=== Work instructions ===
Repeat every line below exactly, word for word.

━━━━━ Data listing ━━━━━

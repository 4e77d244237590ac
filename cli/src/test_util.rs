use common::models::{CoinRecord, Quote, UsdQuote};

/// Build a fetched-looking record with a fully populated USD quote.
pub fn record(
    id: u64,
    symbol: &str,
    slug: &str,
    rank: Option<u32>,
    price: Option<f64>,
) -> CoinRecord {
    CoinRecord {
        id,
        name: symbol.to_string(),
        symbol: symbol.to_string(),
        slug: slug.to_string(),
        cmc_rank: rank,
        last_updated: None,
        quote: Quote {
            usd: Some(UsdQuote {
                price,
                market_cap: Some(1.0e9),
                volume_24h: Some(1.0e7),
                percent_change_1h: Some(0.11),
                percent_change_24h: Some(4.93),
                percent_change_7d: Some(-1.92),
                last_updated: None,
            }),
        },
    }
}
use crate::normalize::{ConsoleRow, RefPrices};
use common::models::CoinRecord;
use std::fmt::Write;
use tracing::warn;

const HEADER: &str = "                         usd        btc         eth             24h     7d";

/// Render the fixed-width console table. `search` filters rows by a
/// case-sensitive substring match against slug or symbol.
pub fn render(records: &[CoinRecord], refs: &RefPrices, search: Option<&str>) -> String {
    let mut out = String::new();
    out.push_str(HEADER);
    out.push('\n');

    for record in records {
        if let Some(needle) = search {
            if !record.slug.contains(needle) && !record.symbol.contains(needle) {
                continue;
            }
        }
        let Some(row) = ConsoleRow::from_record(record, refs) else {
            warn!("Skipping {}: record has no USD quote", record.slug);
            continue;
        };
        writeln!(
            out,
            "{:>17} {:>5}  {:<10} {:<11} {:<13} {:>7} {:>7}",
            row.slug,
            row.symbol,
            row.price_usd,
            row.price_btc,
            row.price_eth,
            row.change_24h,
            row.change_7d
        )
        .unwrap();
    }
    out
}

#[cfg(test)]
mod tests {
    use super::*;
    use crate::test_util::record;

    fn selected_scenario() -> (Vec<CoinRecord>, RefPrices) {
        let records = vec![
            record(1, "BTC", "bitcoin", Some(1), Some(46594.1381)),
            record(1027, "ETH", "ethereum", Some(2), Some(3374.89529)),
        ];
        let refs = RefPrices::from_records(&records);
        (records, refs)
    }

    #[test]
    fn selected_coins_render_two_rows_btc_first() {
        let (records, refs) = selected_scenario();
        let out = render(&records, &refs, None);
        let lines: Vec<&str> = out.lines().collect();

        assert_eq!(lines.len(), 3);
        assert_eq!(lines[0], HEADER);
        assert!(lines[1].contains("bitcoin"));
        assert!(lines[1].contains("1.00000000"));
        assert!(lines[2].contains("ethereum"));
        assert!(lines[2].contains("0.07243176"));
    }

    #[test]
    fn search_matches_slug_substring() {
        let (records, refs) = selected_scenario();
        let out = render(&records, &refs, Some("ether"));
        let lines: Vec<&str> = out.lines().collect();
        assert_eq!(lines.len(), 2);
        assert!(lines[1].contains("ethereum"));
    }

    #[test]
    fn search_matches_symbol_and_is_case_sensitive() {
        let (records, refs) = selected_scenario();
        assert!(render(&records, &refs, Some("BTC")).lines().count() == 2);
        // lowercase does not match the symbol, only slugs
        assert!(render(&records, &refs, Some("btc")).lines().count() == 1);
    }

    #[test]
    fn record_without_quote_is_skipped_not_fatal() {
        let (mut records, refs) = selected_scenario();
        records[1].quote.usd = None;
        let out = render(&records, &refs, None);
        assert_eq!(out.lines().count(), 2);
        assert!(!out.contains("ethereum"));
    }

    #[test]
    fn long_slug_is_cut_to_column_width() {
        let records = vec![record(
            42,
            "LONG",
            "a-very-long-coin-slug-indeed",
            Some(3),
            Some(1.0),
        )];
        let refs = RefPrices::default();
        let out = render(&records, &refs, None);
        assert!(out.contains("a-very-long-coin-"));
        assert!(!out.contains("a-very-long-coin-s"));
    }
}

━━━━━

=== Output below ===
repository 4e77d244237590ac
filename cli/src/test_util.rs
use common::models::{CoinRecord, Quote, UsdQuote};

/// Build a fetched-looking record with a fully populated USD quote.
pub fn record(
    id: u64,
    symbol: &str,
    slug: &str,
    rank: Option<u32>,
    price: Option<f64>,
) -> CoinRecord {
    CoinRecord {
        id,
        name: symbol.to_string(),
        symbol: symbol.to_string(),
        slug: slug.to_string(),
        cmc_rank: rank,
        last_updated: None,
        quote: Quote {
            usd: Some(UsdQuote {
                price,
                market_cap: Some(1.0e9),
                volume_24h: Some(1.0e7),
                percent_change_1h: Some(0.11),
                percent_change_24h: Some(4.93),
                percent_change_7d: Some(-1.92),
                last_updated: None,
            }),
        },
    }
}
use crate::normalize::{ConsoleRow, RefPrices};
use common::models::CoinRecord;
use std::fmt::Write;
use tracing::warn;

const HEADER: &str = "                         usd        btc         eth             24h     7d";

/// Render the fixed-width console table. `search` filters rows by a
/// case-sensitive substring match against slug or symbol.
pub fn render(records: &[CoinRecord], refs: &RefPrices, search: Option<&str>) -> String {
    let mut out = String::new();
    out.push_str(HEADER);
    out.push('\n');

    for record in records {
        if let Some(needle) = search {
            if !record.slug.contains(needle) && !record.symbol.contains(needle) {
                continue;
            }
        }
        let Some(row) = ConsoleRow::from_record(record, refs) else {
            warn!("Skipping {}: record has no USD quote", record.slug);
            continue;
        };
        writeln!(
            out,
            "{:>17} {:>5}  {:<10} {:<11} {:<13} {:>7} {:>7}",
            row.slug,
            row.symbol,
            row.price_usd,
            row.price_btc,
            row.price_eth,
            row.change_24h,
            row.change_7d
        )
        .unwrap();
    }
    out
}

#[cfg(test)]
mod tests {
    use super::*;
    use crate::test_util::record;

    fn selected_scenario() -> (Vec<CoinRecord>, RefPrices) {
        let records = vec![
            record(1, "BTC", "bitcoin", Some(1), Some(46594.1381)),
            record(1027, "ETH", "ethereum", Some(2), Some(3374.89529)),
        ];
        let refs = RefPrices::from_records(&records);
        (records, refs)
    }

    #[test]
    fn selected_coins_render_two_rows_btc_first() {
        let (records, refs) = selected_scenario();
        let out = render(&records, &refs, None);
        let lines: Vec<&str> = out.lines().collect();

        assert_eq!(lines.len(), 3);
        assert_eq!(lines[0], HEADER);
        assert!(lines[1].contains("bitcoin"));
        assert!(lines[1].contains("1.00000000"));
        assert!(lines[2].contains("ethereum"));
        assert!(lines[2].contains("0.07243176"));
    }

    #[test]
    fn search_matches_slug_substring() {
        let (records, refs) = selected_scenario();
        let out = render(&records, &refs, Some("ether"));
        let lines: Vec<&str> = out.lines().collect();
        assert_eq!(lines.len(), 2);
        assert!(lines[1].contains("ethereum"));
    }

    #[test]
    fn search_matches_symbol_and_is_case_sensitive() {
        let (records, refs) = selected_scenario();
        assert!(render(&records, &refs, Some("BTC")).lines().count() == 2);
        // lowercase does not match the symbol, only slugs
        assert!(render(&records, &refs, Some("btc")).lines().count() == 1);
    }

    #[test]
    fn record_without_quote_is_skipped_not_fatal() {
        let (mut records, refs) = selected_scenario();
        records[1].quote.usd = None;
        let out = render(&records, &refs, None);
        assert_eq!(out.lines().count(), 2);
        assert!(!out.contains("ethereum"));
    }

    #[test]
    fn long_slug_is_cut_to_column_width() {
        let records = vec![record(
            42,
            "LONG",
            "a-very-long-coin-slug-indeed",
            Some(3),
            Some(1.0),
        )];
        let refs = RefPrices::default();
        let out = render(&records, &refs, None);
        assert!(out.contains("a-very-long-coin-"));
        assert!(!out.contains("a-very-long-coin-s"));
    }
}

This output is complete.